Но ведь заговорить тогда – это значило вырыть себе своими руками могилу и лечь в нее. Живьем. И рядом с собой положить своих близких. Погибнуть и не принести ни малейшего облегчения мученикам.
   (Логически это может служить оправданием, но почему-то не служит. Стыд, хоть и не дым, а ест глаза.)
   Это вот – одна отравленная радость.
   Но есть и другая. Огромная и тоже отравленная.
   Мы дожили до светлого часа: слово «Сталин» стоит наконец рядом со словом «застенок». (Пусть по-ихнему: «культ» и «массовое нарушение социалистической законности».)
   Пусть! Хоть и на ихнем жаргоне – а все равно, счастье.
   Но и это счастье испорчено, замутнено для нас, и тут я догадываюсь – чем. Опять по команде: «поворот все вдруг». По команде славили, теперь по команде будем хаять.
   Фридочку вызвал в редакцию Камир и попросил срочно убрать из «Повести о Зое и Шуре» тот абзац, где Зоя полумолитвенно размышляет о Сталине.

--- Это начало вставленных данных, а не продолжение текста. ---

//! Fetching a page and extracting its content region as markdown.

use reqwest::Client;
use scraper::{Html, Selector};

use crate::markdown;
use crate::types::{ExtractedDocument, ItemError, SyncError};

/// Turns page URLs into [`ExtractedDocument`]s.
///
/// Holds the shared HTTP client and the compiled selector for the
/// content-region marker, so per-page work is just fetch + parse + render.
#[derive(Debug, Clone)]
pub struct PageExtractor {
    http: Client,
    selector: Selector,
}

impl PageExtractor {
    /// Compiles the content-region selector (e.g. `div.content-wrap`).
    ///
    /// # Errors
    ///
    /// Returns [`SyncError::Selector`] when the marker is not valid CSS.
    pub fn new(http: Client, content_selector: &str) -> Result<Self, SyncError> {
        let selector = Selector::parse(content_selector).map_err(|_| SyncError::Selector {
            selector: content_selector.to_string(),
        })?;
        Ok(Self { http, selector })
    }

    /// Fetches `url` and extracts its content region.
    ///
    /// # Errors
    ///
    /// [`ItemError::Fetch`] for transport failures and non-2xx responses;
    /// [`ItemError::ContentRegionMissing`] when the page parses but the
    /// marker is absent. The latter is an expected outcome for some pages
    /// and is recorded as a skip by the orchestrator, not a failure.
    pub async fn extract(&self, url: &str) -> Result<ExtractedDocument, ItemError> {
        let response = self
            .http
            .get(url)
            .send()
            .await
            .map_err(ItemError::from_transport)?;
        let status = response.status();
        if !status.is_success() {
            return Err(ItemError::from_status(status));
        }
        let body = response.text().await.map_err(ItemError::from_transport)?;
        self.extract_from_html(url, &body)
    }

    /// Pure extraction step: deterministic for identical HTML input.
    pub fn extract_from_html(
        &self,
        url: &str,
        html: &str,
    ) -> Result<ExtractedDocument, ItemError> {
        let document = Html::parse_document(html);
        let Some(region) = document.select(&self.selector).next() else {
            return Err(ItemError::ContentRegionMissing);
        };
        Ok(ExtractedDocument {
            source_url: url.to_string(),
            markdown: markdown::render(region),
        })
    }
}
//! ```text
//! sources::SourceLists ──┬─► fetch::fetch_pdf ──────────► client::submit_file ──┐
//!                        └─► extract::PageExtractor ──┐                         │
//!                                                     │                         │
//!                         markdown::render ◄──────────┘                         │
//!                                │                                              │
//!                                └─► client::submit_text ──────────────────────►┤
//!                                                                               │
//! pipeline::BatchRunner drives both paths sequentially ─► RunSummary ◄──────────┘
//! ```
//!
//! Keeps a LightRAG-style backend synchronized with curated lists of page
//! and PDF URLs: pages are scraped down to their content region and
//! normalized to markdown, PDFs are downloaded verbatim, and both are pushed
//! over HTTP. Per-item failures never abort a batch; every item ends as one
//! [`IngestionOutcome`](types::IngestionOutcome) in the run summary.

pub mod client;
pub mod config;
pub mod extract;
pub mod fetch;
pub mod markdown;
pub mod pipeline;
pub mod sources;
pub mod types;

pub use client::IngestClient;
pub use config::SyncConfig;
pub use extract::PageExtractor;
pub use pipeline::{BatchRunner, RunSummary, ShutdownHandle, ShutdownSignal, shutdown_pair};
pub use sources::SourceLists;
pub use types::{
    BinaryPayload, Disposition, ExtractedDocument, IngestionOutcome, ItemError, SourceItem,
    SourceKind, SyncError,
};
//! Environment-driven configuration.
//!
//! Values come from the process environment (after an optional `.env` file
//! loaded by the binary via `dotenvy`). Every knob has a default matching
//! the reference deployment, so `SyncConfig::from_env()` works with an empty
//! environment pointing at a local backend.

use std::env;
use std::path::PathBuf;
use std::time::Duration;

use url::Url;

use crate::types::SyncError;

/// Backend base URL when `LIGHTRAG_URL` is unset.
const DEFAULT_BACKEND_URL: &str = "http://localhost:9621";

/// Runtime configuration for a sync run.
#[derive(Debug, Clone)]
pub struct SyncConfig {
    /// Base URL of the ingestion backend.
    pub backend_url: Url,
    /// Optional bearer token passed through on submit calls.
    pub api_token: Option<String>,
    /// Newline-delimited list of page URLs.
    pub pages_file: PathBuf,
    /// Newline-delimited list of PDF URLs.
    pub pdfs_file: PathBuf,
    /// CSS selector locating the content region of a page.
    pub content_selector: String,
    /// Fixed delay between consecutive items.
    pub item_delay: Duration,
    /// Per-request timeout on the shared HTTP client.
    pub request_timeout: Duration,
    /// Retry bound for transport failures on submit calls.
    pub max_submit_retries: u32,
    /// Initial backoff before a submit retry (doubles per attempt).
    pub retry_backoff: Duration,
    /// User agent presented to source sites and the backend.
    pub user_agent: String,
}

impl Default for SyncConfig {
    fn default() -> Self {
        Self {
            backend_url: Url::parse(DEFAULT_BACKEND_URL).expect("default URL is valid"),
            api_token: None,
            pages_file: PathBuf::from("data/urls.txt"),
            pdfs_file: PathBuf::from("data/pdfs.txt"),
            content_selector: "div.content-wrap".to_string(),
            item_delay: Duration::from_millis(500),
            request_timeout: Duration::from_secs(30),
            max_submit_retries: 2,
            retry_backoff: Duration::from_millis(500),
            user_agent: concat!("ragsync/", env!("CARGO_PKG_VERSION")).to_string(),
        }
    }
}

impl SyncConfig {
    /// Builds a configuration from the process environment.
    ///
    /// # Errors
    ///
    /// Returns [`SyncError::Config`] naming the offending variable when the
    /// backend URL or a numeric value cannot be parsed.
    pub fn from_env() -> Result<Self, SyncError> {
        let mut config = Self::default();

        if let Some(value) = non_empty_var("LIGHTRAG_URL") {
            config.backend_url = Url::parse(&value).map_err(|err| SyncError::Config {
                key: "LIGHTRAG_URL".to_string(),
                message: err.to_string(),
            })?;
        }
        config.api_token = non_empty_var("LIGHTRAG_TOKEN");

        if let Some(value) = non_empty_var("RAGSYNC_PAGES_FILE") {
            config.pages_file = PathBuf::from(value);
        }
        if let Some(value) = non_empty_var("RAGSYNC_PDFS_FILE") {
            config.pdfs_file = PathBuf::from(value);
        }
        if let Some(value) = non_empty_var("RAGSYNC_CONTENT_SELECTOR") {
            config.content_selector = value;
        }
        if let Some(delay) = millis_var("RAGSYNC_ITEM_DELAY_MS")? {
            config.item_delay = delay;
        }
        if let Some(timeout) = millis_var("RAGSYNC_REQUEST_TIMEOUT_MS")? {
            config.request_timeout = timeout;
        }
        if let Some(value) = non_empty_var("RAGSYNC_SUBMIT_RETRIES") {
            config.max_submit_retries = value.parse().map_err(|_| SyncError::Config {
                key: "RAGSYNC_SUBMIT_RETRIES".to_string(),
                message: format!("expected a non-negative integer, got '{value}'"),
            })?;
        }

        Ok(config)
    }
}

fn non_empty_var(key: &str) -> Option<String> {
    env::var(key).ok().filter(|value| !value.trim().is_empty())
}

fn millis_var(key: &str) -> Result<Option<Duration>, SyncError> {
    match non_empty_var(key) {
        None => Ok(None),
        Some(value) => parse_millis(key, &value).map(Some),
    }
}

fn parse_millis(key: &str, value: &str) -> Result<Duration, SyncError> {
    value
        .parse::<u64>()
        .map(Duration::from_millis)
        .map_err(|_| SyncError::Config {
            key: key.to_string(),
            message: format!("expected milliseconds as an integer, got '{value}'"),
        })
}
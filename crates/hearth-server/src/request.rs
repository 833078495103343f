//! Request parsing strategies
//!
//! Both endpoints turn their body into a one-row [`Frame`] through
//! [`FeatureRowSource`]. The strict strategy relies on serde for field and
//! type validation; the loose strategy keeps whatever recognized keys the
//! caller sent and leaves the rest to null-filling.

use hearth_core::{Column, FeatureList, Frame};
use serde::Deserialize;
use serde_json::{Map, Value};

use crate::error::ServiceError;

/// Fields accepted by the strict endpoint, in schema order
pub const STRICT_FIELDS: [&str; 18] = [
    "bedrooms",
    "bathrooms",
    "sqft_living",
    "sqft_lot",
    "floors",
    "waterfront",
    "view",
    "condition",
    "grade",
    "sqft_above",
    "sqft_basement",
    "yr_built",
    "yr_renovated",
    "zipcode",
    "lat",
    "long",
    "sqft_living15",
    "sqft_lot15",
];

/// Turns a parsed request body into a single feature row
pub trait FeatureRowSource {
    /// Build a one-row frame carrying the join key and any known features
    fn into_feature_row(self, features: &FeatureList, join_key: &str)
        -> Result<Frame, ServiceError>;
}

/// Fixed, strictly typed request schema
#[derive(Debug, Clone, Deserialize)]
pub struct StrictPriceRequest {
    pub bedrooms: i64,
    pub bathrooms: f64,
    pub sqft_living: i64,
    pub sqft_lot: i64,
    pub floors: f64,
    pub waterfront: i64,
    pub view: i64,
    pub condition: i64,
    pub grade: i64,
    pub sqft_above: i64,
    pub sqft_basement: i64,
    pub yr_built: i64,
    pub yr_renovated: i64,
    pub zipcode: String,
    pub lat: f64,
    pub long: f64,
    pub sqft_living15: i64,
    pub sqft_lot15: i64,
}

impl FeatureRowSource for StrictPriceRequest {
    fn into_feature_row(
        self,
        _features: &FeatureList,
        join_key: &str,
    ) -> Result<Frame, ServiceError> {
        let numeric = [
            ("bedrooms", self.bedrooms as f64),
            ("bathrooms", self.bathrooms),
            ("sqft_living", self.sqft_living as f64),
            ("sqft_lot", self.sqft_lot as f64),
            ("floors", self.floors),
            ("waterfront", self.waterfront as f64),
            ("view", self.view as f64),
            ("condition", self.condition as f64),
            ("grade", self.grade as f64),
            ("sqft_above", self.sqft_above as f64),
            ("sqft_basement", self.sqft_basement as f64),
            ("yr_built", self.yr_built as f64),
            ("yr_renovated", self.yr_renovated as f64),
            ("lat", self.lat),
            ("long", self.long),
            ("sqft_living15", self.sqft_living15 as f64),
            ("sqft_lot15", self.sqft_lot15 as f64),
        ];

        let mut row = Frame::new();
        row.push_column(join_key, Column::Text(vec![Some(self.zipcode)]))?;
        for (name, value) in numeric {
            row.push_column(name, Column::Numeric(vec![value]))?;
        }
        Ok(row)
    }
}

/// Arbitrary JSON object; only recognized keys are used
#[derive(Debug, Clone, Deserialize)]
#[serde(transparent)]
pub struct LoosePriceRequest(pub Map<String, Value>);

impl FeatureRowSource for LoosePriceRequest {
    fn into_feature_row(self, features: &FeatureList, join_key: &str) -> Result<Frame, ServiceError> {
        let mut row = Frame::new();
        for (key, value) in self.0 {
            if key == join_key {
                row.push_column(key, key_cell(value)?)?;
            } else if features.contains(&key) {
                let column = value_cell(&key, value)?;
                row.push_column(key, column)?;
            }
        }
        Ok(row)
    }
}

/// Join key cell; numbers are accepted and rendered as text
fn key_cell(value: Value) -> Result<Column, ServiceError> {
    match value {
        Value::String(s) => Ok(Column::Text(vec![Some(s)])),
        Value::Null => Ok(Column::Text(vec![None])),
        Value::Number(n) => {
            let key = Column::Numeric(vec![n.as_f64().unwrap_or(f64::NAN)]).key_at(0);
            Ok(Column::Text(vec![key]))
        }
        other => Err(ServiceError::InvalidRequest(format!(
            "join key must be a string, got {}",
            other
        ))),
    }
}

fn value_cell(key: &str, value: Value) -> Result<Column, ServiceError> {
    match value {
        Value::Number(n) => Ok(Column::Numeric(vec![n.as_f64().unwrap_or(f64::NAN)])),
        Value::Bool(b) => Ok(Column::Numeric(vec![if b { 1.0 } else { 0.0 }])),
        Value::String(s) => Ok(Column::Text(vec![Some(s)])),
        Value::Null => Ok(Column::null(1)),
        Value::Array(_) | Value::Object(_) => Err(ServiceError::InvalidRequest(format!(
            "field '{}' must be a scalar",
            key
        ))),
    }
}
//! Error types for the prediction service

use hearth_core::{DataError, ModelError};
use thiserror::Error;

/// Errors from loading the service or answering a request
#[derive(Error, Debug)]
pub enum ServiceError {
    /// Demographics could not be loaded
    #[error("Data error: {0}")]
    Data(#[from] DataError),

    /// Artifacts could not be loaded, or prediction failed
    #[error("Model error: {0}")]
    Model(#[from] ModelError),

    /// Trained features that no request field or demographic column provides
    #[error("Features not covered by the request schema or demographics: {}", .0.join(", "))]
    Misaligned(Vec<String>),

    /// Request body could not be turned into a feature row
    #[error("Invalid request: {0}")]
    InvalidRequest(String),
}

impl ServiceError {
    /// Whether the caller, not the service, is at fault
    pub fn is_client_error(&self) -> bool {
        matches!(self, ServiceError::InvalidRequest(_))
    }
}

   – Не трудно вам будет? – спросил он.
   – Почему же мне может быть трудно? – ответила Фрида. – Ведь это вы сами, Борис Исаакович, вписали в мою рукопись абзац о Сталине. С текстом он не сросся, убрать его оттуда теперь – легче легкого87.
   Позвонил Камир и мне – по поводу «Чалдонки»88. Там десятилетний школьник Володя, во время войны, пишет Сталину письмо об изобретенной им пушке: построить такую – и наша армия сразу победит немцев. Ничего холуйского в письме нет, обыкновеннейшая детская техническая фантастика. (Я подобных писем Сталину от школьников видела десятки.) Так вот Камир на днях позвонил мне: «советую вам подумать вместе с автором». Думать нам не о чем, мы с удовольствием убрали проклятое имя и переадресовали Володино письмо Ворошилову. Но у нас обоих такое чувство, будто мы снова измазались в какой-то гадости. От этого начальственного приказа вычеркнуть одно и вставить другое имя повеяло на меня очередной кампанией, которой, если она кампания, грош цена, повеяло запахом времени, которое, как нас хотят уверить, навсегда прошло. Вправду ли прошло? Если бы вправду, то и Камир прошел бы вместе с ним, а он по-прежнему начальствует! по-прежнему распоряжается! и при этом совершенно на прежний манер… Даже словцо «подумайте!» – оно тогдашнее, из прежнего времени: следователь выпроваживает своего упорствующего собеседника в коридор и дружески предлагает «посидеть и подумать». (Между коридором того заведения и издательским – такая ли уж большая разница? Но мы в этом случае не упорствовали…)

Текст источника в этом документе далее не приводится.